With the traditional Japanese (Chinese) number system, much like Roman numerals, numbers become large quite quickly. Compare 240 to ニ百四十. Already it’s a digit longer. In 1Q84 all years are written like this. 一九八四年, but when I asked my teacher how you should pronounce it, he said you still just say the whole number like: せんきゅうひゃくはちじゅうよねん.
From someone who is British enough to have spent too many sunburnt school days playing it and no idea what baseball really is: Rounders is like baseball but with five bases, and a wooden bat about the length of a forearm.

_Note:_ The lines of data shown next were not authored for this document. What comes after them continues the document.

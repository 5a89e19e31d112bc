use actix_web::{
    dev::{forward_ready, Service, ServiceRequest, ServiceResponse, Transform},
    Error,
};
use futures_util::future::LocalBoxFuture;
use governor::{
    clock::DefaultClock,
    state::{InMemoryState, NotKeyed},
    Quota, RateLimiter as GovernorRateLimiter,
};
use std::future::{ready, Ready};
use std::num::NonZeroU32;
use std::rc::Rc;

// Probe endpoints are never throttled
const EXEMPT_PATHS: [&str; 2] = ["/health", "/metrics"];

pub struct RateLimiter {
    limiter: Rc<GovernorRateLimiter<NotKeyed, InMemoryState, DefaultClock>>,
}

impl RateLimiter {
    pub fn new(requests_per_minute: u32) -> Self {
        let quota = Quota::per_minute(
            NonZeroU32::new(requests_per_minute).unwrap_or(NonZeroU32::MIN),
        );
        Self {
            limiter: Rc::new(GovernorRateLimiter::direct(quota)),
        }
    }
}

impl<S, B> Transform<S, ServiceRequest> for RateLimiter
where
    S: Service<ServiceRequest, Response = ServiceResponse<B>, Error = Error> + 'static,
    S::Future: 'static,
    B: 'static,
{
    type Response = ServiceResponse<B>;
    type Error = Error;
    type InitError = ();
    type Transform = RateLimiterMiddleware<S>;
    type Future = Ready<Result<Self::Transform, Self::InitError>>;

    fn new_transform(&self, service: S) -> Self::Future {
        ready(Ok(RateLimiterMiddleware {
            service: Rc::new(service),
            limiter: self.limiter.clone(),
        }))
    }
}

pub struct RateLimiterMiddleware<S> {
    service: Rc<S>,
    limiter: Rc<GovernorRateLimiter<NotKeyed, InMemoryState, DefaultClock>>,
}

impl<S, B> Service<ServiceRequest> for RateLimiterMiddleware<S>
where
    S: Service<ServiceRequest, Response = ServiceResponse<B>, Error = Error> + 'static,
    S::Future: 'static,
    B: 'static,
{
    type Response = ServiceResponse<B>;
    type Error = Error;
    type Future = LocalBoxFuture<'static, Result<Self::Response, Self::Error>>;

    forward_ready!(service);

    fn call(&self, req: ServiceRequest) -> Self::Future {
        if EXEMPT_PATHS.contains(&req.path()) {
            let fut = self.service.call(req);
            return Box::pin(async move { fut.await });
        }

        match self.limiter.check() {
            Ok(_) => {
                let fut = self.service.call(req);
                Box::pin(async move { fut.await })
            }
            Err(_) => {
                tracing::warn!("Rate limit exceeded for path: {}", req.path());
                Box::pin(async {
                    Err(actix_web::error::ErrorTooManyRequests(
                        "Rate limit exceeded. Please try again later.",
                    ))
                })
            }
        }
    }
}
//! Core types for the risk scorer

use serde::{Deserialize, Serialize};
use std::fmt;

/// Merchant category
#[derive(Debug, Clone, Copy, PartialEq, Eq, Hash, Serialize, Deserialize)]
#[serde(rename_all = "snake_case")]
pub enum MerchantCategory {
    /// Online retail (shops, stores)
    OnlineRetail,
    /// Gambling and betting
    Gambling,
    /// Travel and airlines
    Travel,
    /// Electronics and technology
    Electronics,
    /// Anything that matched no other category
    Unknown,
}

impl MerchantCategory {
    /// Category name as it appears in rule tables and reasons
    pub fn as_str(&self) -> &'static str {
        match self {
            MerchantCategory::OnlineRetail => "online_retail",
            MerchantCategory::Gambling => "gambling",
            MerchantCategory::Travel => "travel",
            MerchantCategory::Electronics => "electronics",
            MerchantCategory::Unknown => "unknown",
        }
    }
}

impl fmt::Display for MerchantCategory {
    fn fmt(&self, f: &mut fmt::Formatter<'_>) -> fmt::Result {
        f.write_str(self.as_str())
    }
}

/// Risk tier derived from the combined risk score
#[derive(Debug, Clone, Copy, PartialEq, Eq, Serialize, Deserialize)]
#[serde(rename_all = "UPPERCASE")]
pub enum RiskLevel {
    /// Score below 0.40
    Low,
    /// Score in [0.40, 0.70)
    Medium,
    /// Score in [0.70, 0.80)
    High,
    /// Score at or above 0.80
    Critical,
}

impl RiskLevel {
    /// Map a combined risk score to its tier
    ///
    /// Thresholds are checked from the highest down, so a score of exactly
    /// 0.80 is Critical, not High.
    pub fn from_score(score: f64) -> Self {
        if score >= 0.8 {
            RiskLevel::Critical
        } else if score >= 0.7 {
            RiskLevel::High
        } else if score >= 0.4 {
            RiskLevel::Medium
        } else {
            RiskLevel::Low
        }
    }

    /// Tier label in its wire form
    pub fn as_str(&self) -> &'static str {
        match self {
            RiskLevel::Low => "LOW",
            RiskLevel::Medium => "MEDIUM",
            RiskLevel::High => "HIGH",
            RiskLevel::Critical => "CRITICAL",
        }
    }
}

impl fmt::Display for RiskLevel {
    fn fmt(&self, f: &mut fmt::Formatter<'_>) -> fmt::Result {
        f.write_str(self.as_str())
    }
}

/// A proposed card transaction to score
#[derive(Debug, Clone, Serialize, Deserialize)]
pub struct Transaction {
    /// Amount in currency units
    pub amount: f64,

    /// Free-text merchant name
    pub merchant_name: String,

    /// Card number as entered; separators are stripped before analysis
    pub card_number: String,
}

/// Normalized features derived from the cleaned card number
#[derive(Debug, Clone, Copy, PartialEq, Serialize, Deserialize)]
pub struct CardFeatures {
    /// Position of the cleaned length between the 13 and 19 digit bounds;
    /// not clamped, so out-of-band lengths fall outside [0,1]
    pub length_score: f64,

    /// True when the Luhn checksum fails
    pub checksum_failed: bool,

    /// Consecutive-digit repetition score in [0,1]
    pub repetition_score: f64,
}

/// One scoring dimension and its weight in the combined score
#[derive(Debug, Clone, Copy, Serialize, Deserialize)]
pub struct RiskFactor {
    /// Dimension score in [0,1]
    pub score: f64,

    /// Weight applied when combining; the four weights sum to 1.0
    pub weight: f64,
}

/// Per-dimension risk breakdown included in a verdict
#[derive(Debug, Clone, Copy, Serialize, Deserialize)]
pub struct RiskBreakdown {
    /// Merchant-category risk
    pub merchant_risk: f64,

    /// Amount risk for the classified category
    pub amount_risk: f64,

    /// Card-number risk
    pub card_risk: f64,

    /// Time-of-day / day-of-week risk
    pub temporal_risk: f64,
}

/// Scoring verdict for a single transaction
#[derive(Debug, Clone, Serialize, Deserialize)]
pub struct Verdict {
    /// True when the combined score crosses the fraud threshold
    pub is_fraudulent: bool,

    /// Discretized risk tier
    pub risk_level: RiskLevel,

    /// Combined risk score in [0,1], rounded to 2 decimals
    pub risk_score: f64,

    /// Confidence in [0.5,1], rounded to 2 decimals
    pub confidence: f64,

    /// Human-readable reasons, in a fixed order; may be empty
    pub reasons: Vec<String>,

    /// Per-dimension scores, each rounded to 2 decimals
    pub analysis: RiskBreakdown,
}

#[cfg(test)]
mod tests {
    use super::*;

    #[test]
    fn test_risk_level_boundaries() {
        assert_eq!(RiskLevel::from_score(0.80), RiskLevel::Critical);
        assert_eq!(RiskLevel::from_score(0.799999), RiskLevel::High);
        assert_eq!(RiskLevel::from_score(0.70), RiskLevel::High);
        assert_eq!(RiskLevel::from_score(0.699999), RiskLevel::Medium);
        assert_eq!(RiskLevel::from_score(0.40), RiskLevel::Medium);
        assert_eq!(RiskLevel::from_score(0.399999), RiskLevel::Low);
        assert_eq!(RiskLevel::from_score(0.0), RiskLevel::Low);
        assert_eq!(RiskLevel::from_score(1.0), RiskLevel::Critical);
    }

    #[test]
    fn test_risk_level_wire_format() {
        assert_eq!(serde_json::to_string(&RiskLevel::Low).unwrap(), "\"LOW\"");
        assert_eq!(
            serde_json::to_string(&RiskLevel::Critical).unwrap(),
            "\"CRITICAL\""
        );
    }

    #[test]
    fn test_category_names() {
        assert_eq!(MerchantCategory::OnlineRetail.as_str(), "online_retail");
        assert_eq!(MerchantCategory::Unknown.to_string(), "unknown");
        assert_eq!(
            serde_json::to_string(&MerchantCategory::OnlineRetail).unwrap(),
            "\"online_retail\""
        );
    }
}
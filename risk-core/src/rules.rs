//! Rule tables for the risk scorer
//!
//! The tables are built once, validated, and injected into the scorer;
//! nothing here is mutated after construction.

use crate::error::{Error, Result};
use crate::types::MerchantCategory;
use serde::{Deserialize, Serialize};

/// Baseline risk profile for one merchant category
#[derive(Debug, Clone, Copy, Serialize, Deserialize)]
pub struct CategoryProfile {
    /// Baseline risk in [0,1]
    pub base_risk: f64,

    /// Added on top of the baseline inside the night window, in [0,1]
    pub night_surcharge: f64,
}

/// Ascending amount breakpoints for one merchant category, in currency units
#[derive(Debug, Clone, Copy, Serialize, Deserialize)]
pub struct AmountThresholds {
    /// Amounts at or below this score the flat floor
    pub low: f64,

    /// Upper bound of the first interpolated band
    pub medium: f64,

    /// Upper bound of the second interpolated band
    pub high: f64,
}

/// Complete rule set for one merchant category
#[derive(Debug, Clone, Copy, Serialize, Deserialize)]
pub struct CategoryRule {
    /// Baseline and night-surcharge risk
    pub profile: CategoryProfile,

    /// Amount breakpoints
    pub thresholds: AmountThresholds,
}

/// Time-based rule parameters
#[derive(Debug, Clone, Serialize, Deserialize)]
pub struct TimeRules {
    /// Hour at which the night window opens (inclusive)
    pub night_start_hour: u32,

    /// Hour at which the night window closes (inclusive)
    pub night_end_hour: u32,

    /// Days of week counted as weekend; 0 = Sunday, 6 = Saturday
    pub weekend_days: Vec<u32>,
}

impl TimeRules {
    /// Whether the hour falls in the night window
    ///
    /// Evaluated literally as `hour >= start || hour <= end`, an inclusive
    /// OR spanning midnight rather than a modular range.
    pub fn is_night(&self, hour: u32) -> bool {
        hour >= self.night_start_hour || hour <= self.night_end_hour
    }

    /// Whether the day of week (0 = Sunday) is a weekend day
    pub fn is_weekend(&self, day_of_week: u32) -> bool {
        self.weekend_days.contains(&day_of_week)
    }
}

/// Complete rule tables for scoring
///
/// One entry per merchant category plus the time-window parameters. Every
/// category is present by construction, so lookups cannot fail.
#[derive(Debug, Clone, Serialize, Deserialize)]
pub struct RiskRules {
    /// Rules for online retail merchants
    pub online_retail: CategoryRule,

    /// Rules for gambling merchants
    pub gambling: CategoryRule,

    /// Rules for travel merchants
    pub travel: CategoryRule,

    /// Rules for electronics merchants
    pub electronics: CategoryRule,

    /// Fallback rules for unclassified merchants
    pub unknown: CategoryRule,

    /// Night-window and weekend parameters
    pub time: TimeRules,
}

impl RiskRules {
    /// Rule set for a merchant category
    pub fn category(&self, category: MerchantCategory) -> &CategoryRule {
        match category {
            MerchantCategory::OnlineRetail => &self.online_retail,
            MerchantCategory::Gambling => &self.gambling,
            MerchantCategory::Travel => &self.travel,
            MerchantCategory::Electronics => &self.electronics,
            MerchantCategory::Unknown => &self.unknown,
        }
    }

    /// Validate the load-time invariants
    ///
    /// Threshold triples must be positive and strictly increasing (the
    /// amount interpolation divides by their differences), risk values must
    /// lie in [0,1], and the night hours must be valid hours of day.
    pub fn validate(&self) -> Result<()> {
        for category in [
            MerchantCategory::OnlineRetail,
            MerchantCategory::Gambling,
            MerchantCategory::Travel,
            MerchantCategory::Electronics,
            MerchantCategory::Unknown,
        ] {
            let rule = self.category(category);

            if !(0.0..=1.0).contains(&rule.profile.base_risk) {
                return Err(Error::InvalidConfig(format!(
                    "{category}: base_risk {} outside [0,1]",
                    rule.profile.base_risk
                )));
            }
            if !(0.0..=1.0).contains(&rule.profile.night_surcharge) {
                return Err(Error::InvalidConfig(format!(
                    "{category}: night_surcharge {} outside [0,1]",
                    rule.profile.night_surcharge
                )));
            }

            let t = &rule.thresholds;
            if !(t.low > 0.0 && t.low < t.medium && t.medium < t.high) {
                return Err(Error::InvalidConfig(format!(
                    "{category}: thresholds must be positive and strictly increasing, got {}/{}/{}",
                    t.low, t.medium, t.high
                )));
            }
        }

        if self.time.night_start_hour > 23 || self.time.night_end_hour > 23 {
            return Err(Error::InvalidConfig(format!(
                "night window {}..{} outside 0-23",
                self.time.night_start_hour, self.time.night_end_hour
            )));
        }
        if let Some(day) = self.time.weekend_days.iter().find(|d| **d > 6) {
            return Err(Error::InvalidConfig(format!(
                "weekend day {day} outside 0-6"
            )));
        }

        Ok(())
    }
}

impl Default for RiskRules {
    fn default() -> Self {
        RiskRules {
            online_retail: CategoryRule {
                profile: CategoryProfile {
                    base_risk: 0.4,
                    night_surcharge: 0.1,
                },
                thresholds: AmountThresholds {
                    low: 100.0,
                    medium: 500.0,
                    high: 1000.0,
                },
            },
            gambling: CategoryRule {
                profile: CategoryProfile {
                    base_risk: 0.8,
                    night_surcharge: 0.2,
                },
                thresholds: AmountThresholds {
                    low: 50.0,
                    medium: 200.0,
                    high: 500.0,
                },
            },
            travel: CategoryRule {
                profile: CategoryProfile {
                    base_risk: 0.3,
                    night_surcharge: 0.1,
                },
                thresholds: AmountThresholds {
                    low: 200.0,
                    medium: 1000.0,
                    high: 3000.0,
                },
            },
            electronics: CategoryRule {
                profile: CategoryProfile {
                    base_risk: 0.5,
                    night_surcharge: 0.15,
                },
                thresholds: AmountThresholds {
                    low: 300.0,
                    medium: 1000.0,
                    high: 2000.0,
                },
            },
            unknown: CategoryRule {
                profile: CategoryProfile {
                    base_risk: 0.6,
                    night_surcharge: 0.2,
                },
                thresholds: AmountThresholds {
                    low: 100.0,
                    medium: 500.0,
                    high: 1000.0,
                },
            },
            time: TimeRules {
                night_start_hour: 23,
                night_end_hour: 5,
                weekend_days: vec![0, 6],
            },
        }
    }
}

#[cfg(test)]
mod tests {
    use super::*;

    #[test]
    fn test_default_rules_are_valid() {
        assert!(RiskRules::default().validate().is_ok());
    }

    #[test]
    fn test_non_increasing_thresholds_rejected() {
        let mut rules = RiskRules::default();
        rules.gambling.thresholds.medium = rules.gambling.thresholds.low;
        let err = rules.validate().unwrap_err();
        assert!(err.to_string().contains("gambling"));
    }

    #[test]
    fn test_out_of_range_base_risk_rejected() {
        let mut rules = RiskRules::default();
        rules.travel.profile.base_risk = 1.2;
        assert!(rules.validate().is_err());
    }

    #[test]
    fn test_bad_night_hour_rejected() {
        let mut rules = RiskRules::default();
        rules.time.night_start_hour = 24;
        assert!(rules.validate().is_err());
    }

    #[test]
    fn test_night_window_spans_midnight() {
        let time = RiskRules::default().time;
        assert!(time.is_night(23));
        assert!(time.is_night(0));
        assert!(time.is_night(5));
        assert!(!time.is_night(6));
        assert!(!time.is_night(12));
        assert!(!time.is_night(22));
    }

    #[test]
    fn test_weekend_days() {
        let time = RiskRules::default().time;
        assert!(time.is_weekend(0));
        assert!(time.is_weekend(6));
        assert!(!time.is_weekend(3));
    }
}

I don’t think you can play it professionally (although, there’s always someone ), I mostly associate it with sports days as a kid, and minor injuries at workplace bbqs.
The main difference between baseball and rounders is the batting. A rounders bat is much shorter at 18 inches (more like a truncheon) and it is usually swung one-handed. Misses or strikes are not called – the batter gets just one ball thrown to them and must run whether they hit it or not.
It’s the perfect game for kids just before the summer holidays, when half just don’t care any more.
Now I’m imagining the Weasley twins swinging around great heavy baseball bats.
So, I only sort of noticed it before, but it definitely caught my attention here: the forbidden corridor has moved from the third floor in the English version to the fourth floor here. Is that for the four-is-death pun?